Organizations addressing Middle East issues in the US can help build public support and political pressure for such changes in US policy. Over the past few years, a number of these groups have begun to share information and plan strategy. A “Middle East peace movement” has emerged, including Arab-American and Jewish-American organizations, peace and human rights groups and religious denominations. The points of unity for this movement have become quite clear: while maintaining its support for the existence and security of Israel, the US government should recognize the PLO as the representative of the Palestinian people, encourage a negotiated settlement between Israel and the PLO, and support a “two-state solution” to the conflict.

Despite this political unity, the various Middle East peace groups use very different strategies, in part because the groups themselves are so different. Some are Palestinian solidarity groups, while others support the Israeli peace movement; some focus on immediate human rights issues, and others on diplomatic maneuvers. There is no simple political demand, no common strategy. We have no functional equivalent of “No Contra Aid!” — no single objective that is at once central to the issue, easily grasped and politically winnable.

Until December 15, 1988, “Talk to the PLO!” was an effective common demand. Now that the diplomatic dialogue has begun, a new organizing focus must be developed. Otherwise, the tremendous growth in public interest and participation since the beginning of the intifada will be dispersed among competing strategies, and divisions so recently bridged will reemerge.

A new call might be for “Middle East Peace Talks Now!” A broadly based campaign seeking to change US policy toward peace negotiations could be an effective rallying point for the Middle East peace movement, and could help push the US government into taking the next essential step. Such a campaign would make clear at least four points. The United States should:

  • Work with the United Nations, the Soviet Union, European states and others to bring about negotiations under international auspices.
  • Use its “special relationship” with Israel to urge political leaders there to participate in these negotiations.
  • Accept the participation of the PLO (or the provisional government of Palestine) in peace negotiations.
  • Accept the participation of all relevant Arab countries in the peace process.

All segments of the Middle East peace movement could stand behind these demands. They unite those concerned about the US-Israeli relationship with those addressing the US-Palestinian relationship within a framework that keeps the attention focused on US policy. They address the central issue — a negotiated settlement — in a way that can be easily understood. And it is not unreasonable to think that we could win.

Denis Doyon is coordinator of the Middle East Peace Education Program of the American Friends Service Committee.

Deena Hurwitz

Political opportunity is rarely made-to-order for progressives, but in the case of the Arab-Israeli-Palestinian conflict, the series of events beginning last November with the PLO peace initiative and leading most recently to the US State Department's human rights report are almost too good to be true. The 17 months of the intifada have indeed produced real political pressure on the United States, Israel and the PLO.

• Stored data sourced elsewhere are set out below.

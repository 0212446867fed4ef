#![deny(
    unsafe_code,
    missing_docs,
    dead_code,
    unused_results,
    non_snake_case,
    unreachable_pub
)]

//! Command-line adapter that replays a scripted build-mode session.

mod ascii;
mod session;

use std::{fs, io, path::PathBuf};

use anyhow::{Context, Result};
use clap::Parser;
use floorplan_calculator::LotKey;
use floorplan_grid::{FloorGrid, GridSettings};
use tracing_subscriber::{layer::SubscriberExt, util::SubscriberInitExt, EnvFilter};

use crate::ascii::AsciiRenderer;

#[derive(Debug, Parser)]
#[command(name = "floorplan")]
#[command(about = "Replays a scripted build session on a lot and prints the floor plan")]
struct Cli {
    /// Lot to build on, e.g. `neighborhood1_lot2`.
    #[arg(long, default_value_t = LotKey::default())]
    lot: LotKey,

    /// TOML file with lot overrides and the orphan policy.
    #[arg(long)]
    config: Option<PathBuf>,

    /// Log every click, commit and rejection.
    #[arg(long)]
    debug: bool,

    /// Print only the last mesh drawn by the renderer.
    #[arg(long)]
    quiet: bool,
}

fn main() -> Result<()> {
    let cli = Cli::parse();
    init_tracing(cli.debug);

    let settings = load_settings(cli.config.as_ref())?;
    let mut grid = FloorGrid::new(settings, AsciiRenderer::default());
    grid.set_debug(cli.debug);
    grid.initialize(cli.lot, 0.0)
        .with_context(|| format!("failed to initialize lot {}", cli.lot))?;

    let summary = if cli.quiet {
        session::run(&mut grid, &mut io::sink())?
    } else {
        session::run(&mut grid, &mut io::stdout().lock())?
    };

    if cli.quiet {
        print!("{}", grid.renderer().frame());
    } else {
        let path = summary
            .path_length
            .map_or_else(|| "none".to_owned(), |length| length.to_string());
        println!(
            "{} applied, {} rejected, {} rooms, path length {path}, {} meshes drawn",
            summary.applied,
            summary.rejected,
            summary.rooms,
            grid.renderer().regenerations()
        );
    }
    Ok(())
}

fn init_tracing(debug: bool) {
    let fallback = if debug { "debug" } else { "warn" };
    tracing_subscriber::registry()
        .with(EnvFilter::try_from_default_env().unwrap_or_else(|_| EnvFilter::new(fallback)))
        .with(tracing_subscriber::fmt::layer().with_writer(io::stderr))
        .init();
}

fn load_settings(path: Option<&PathBuf>) -> Result<GridSettings> {
    let Some(path) = path else {
        return Ok(GridSettings::default());
    };
    let contents = fs::read_to_string(path)
        .with_context(|| format!("failed to read {}", path.display()))?;
    GridSettings::from_toml_str(&contents)
        .with_context(|| format!("invalid settings in {}", path.display()))
}
use floorplan_core::{FloorExtent, ObjectKind, TileAddress, TileRect, TileRectSize, WallKind};
use floorplan_floor::{FloorData, ObjectsData};
use floorplan_system_pathfinder::{PathError, PathFinder};

fn ring() -> TileRect {
    TileRect::from_origin_and_size(TileAddress::new(2, 2), TileRectSize::new(3, 3))
}

fn walled_floor() -> FloorData {
    let mut floor = FloorData::new(FloorExtent::new(8, 8));
    let mut events = Vec::new();
    for edge in ring().perimeter_edges() {
        let _ = floor
            .set_edge(edge, Some(WallKind::Solid), &mut events)
            .expect("ring lies inside the floor");
    }
    floor
}

#[test]
fn complete_ring_separates_inside_from_outside() {
    let floor = walled_floor();
    let finder = PathFinder::from_floor(&floor);

    assert_eq!(
        finder.find_path(TileAddress::new(0, 0), TileAddress::new(3, 3)),
        Err(PathError::NoPath),
        "a closed ring must block every route inside",
    );
}

#[test]
fn one_gap_reconnects_the_ring() {
    let mut floor = walled_floor();
    let mut events = Vec::new();
    let gap = ring().perimeter_edges()[1];
    let _ = floor
        .set_edge(gap, None, &mut events)
        .expect("gap lies inside the floor");
    let finder = PathFinder::from_floor(&floor);

    let path = finder
        .find_path(TileAddress::new(0, 0), TileAddress::new(3, 3))
        .expect("the gap must reopen a route");

    assert_eq!(path.first(), Some(&TileAddress::new(0, 0)));
    assert_eq!(path.last(), Some(&TileAddress::new(3, 3)));
    assert!(
        path.windows(2)
            .all(|step| step[0].manhattan_distance(step[1]) == 1),
        "route must move between orthogonal neighbours",
    );
    assert!(path.contains(&TileAddress::new(3, 2)), "route must pass the gap tile");
    assert!(
        path.windows(2)
            .all(|step| !floor.is_blocked_between(step[0], step[1])),
        "route must never cross a wall",
    );
}

#[test]
fn door_in_ring_keeps_the_route_open() {
    let mut floor = walled_floor();
    let mut events = Vec::new();
    let door = ring().perimeter_edges()[0];
    let _ = floor
        .set_edge(door, Some(WallKind::Door), &mut events)
        .expect("door lies inside the floor");

    let finder = PathFinder::from_floor(&floor);

    assert!(finder
        .find_path(TileAddress::new(0, 0), TileAddress::new(4, 4))
        .is_ok());
}

#[test]
fn objects_force_a_detour() {
    let mut floor = FloorData::new(FloorExtent::new(5, 3));
    let mut objects = ObjectsData::new();
    let mut events = Vec::new();
    let _ = objects
        .place(&mut floor, ObjectKind::Table, TileAddress::new(1, 1), &mut events)
        .expect("table fits");
    let _ = objects
        .place(&mut floor, ObjectKind::Chair, TileAddress::new(3, 1), &mut events)
        .expect("chair fits");

    let finder = PathFinder::from_floor(&floor);
    let path = finder
        .find_path(TileAddress::new(0, 1), TileAddress::new(4, 1))
        .expect("route around the furniture exists");

    assert_eq!(path.len(), 7, "detour adds one step up and one step down");
    assert!(
        path.iter().all(|tile| floor.occupant(*tile).is_none()),
        "route must avoid occupied tiles",
    );
}

#[test]
fn identical_queries_yield_identical_routes() {
    let floor = FloorData::new(FloorExtent::new(6, 6));
    let first = PathFinder::from_floor(&floor)
        .find_path(TileAddress::new(0, 5), TileAddress::new(5, 0))
        .expect("open floor is connected");
    let second = PathFinder::from_floor(&floor)
        .find_path(TileAddress::new(0, 5), TileAddress::new(5, 0))
        .expect("open floor is connected");

    assert_eq!(first, second);
}

#[test]
fn wall_set_then_cleared_restores_the_route() {
    let mut floor = FloorData::new(FloorExtent::new(4, 4));
    let from = TileAddress::new(0, 0);
    let to = TileAddress::new(3, 0);
    let before = PathFinder::from_floor(&floor).find_path(from, to);
    let mut events = Vec::new();
    let edge = floorplan_core::EdgeAddress::vertical(2, 0);

    let _ = floor
        .set_edge(edge, Some(WallKind::Solid), &mut events)
        .expect("edge in bounds");
    let _ = floor.set_edge(edge, None, &mut events).expect("edge in bounds");

    assert_eq!(PathFinder::from_floor(&floor).find_path(from, to), before);
}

A lesson of the intifada is the power of popular movements to change public opinion and even government policy. The new situation affords us great opportunities. We have scored at least one significant victory: US recognition of the PLO. But we can’t afford to be idealistic. Riyad Mansour, deputy of the UN Palestine “embassy,” put it well. “Before, we were illegitimate enemies,” he said. “Now we are legitimate enemies. Things are actually tighter under Bush, as we are forced to function within the negotiator mold, and being pressured to stop the intifada as proof of our good intentions.”

Our priorities remain the same: ending the occupation; recognition of the Palestinians’ right to national self-determination; and an international peace process involving all parties to the conflict. Now the intifada, Israel’s “iron fist” response and the PLO’s peace initiatives make it possible to mobilize public opinion and focus Congressional strategies.

Using the State Department’s surprisingly fair human rights/country conditions report, we can draw attention to the untenable conditions of the Israeli occupation. An important lobbying effort is underway to get key Congressional subcommittees to hold open hearings and to see that important testimony gets heard there.

We still have to work on legitimizing the PLO. It is vital that we continue to expose the American people to PLO diplomats and spokespeople, correctly interpret their peace initiatives and political processes, and vigilantly counter anti-Arab racism. Support for normal relations and meetings between Israelis and PLO representatives goes a long way to challenge both legal and psychological barriers.

A priority now is to insist upon an international conference involving all parties to the conflict as the only viable peace formula. Israeli Prime Minister Yitzhak Shamir has no intention of involving the PLO, and we can explain why this dooms his proposals. Ultimately, we must generate a thorough reassessment of US foreign policy in the region. The same three conditions put to the PLO must be answered by both the US and Israel: Do these governments recognize the national rights of both the Israeli and Palestinian peoples? Do they accept UN resolutions 242 and 338? Do they agree to renounce terror?

Examining US priorities in the region inevitably raises the controversial issue of economic and military aid to Israel. Minimally, Israel must be held to the same standards and certification processes set for other aid recipients. This means a thorough review of the civil, political and human rights of its citizens — and, by virtue of the Geneva Conventions, of those citizens under Israeli occupation as well. Rep. David Obey (D-WI) and Sen. Patrick Leahy (D-VT) have already indicated that human rights might factor into future foreign aid decisions (although Leahy subsequently modified his remarks).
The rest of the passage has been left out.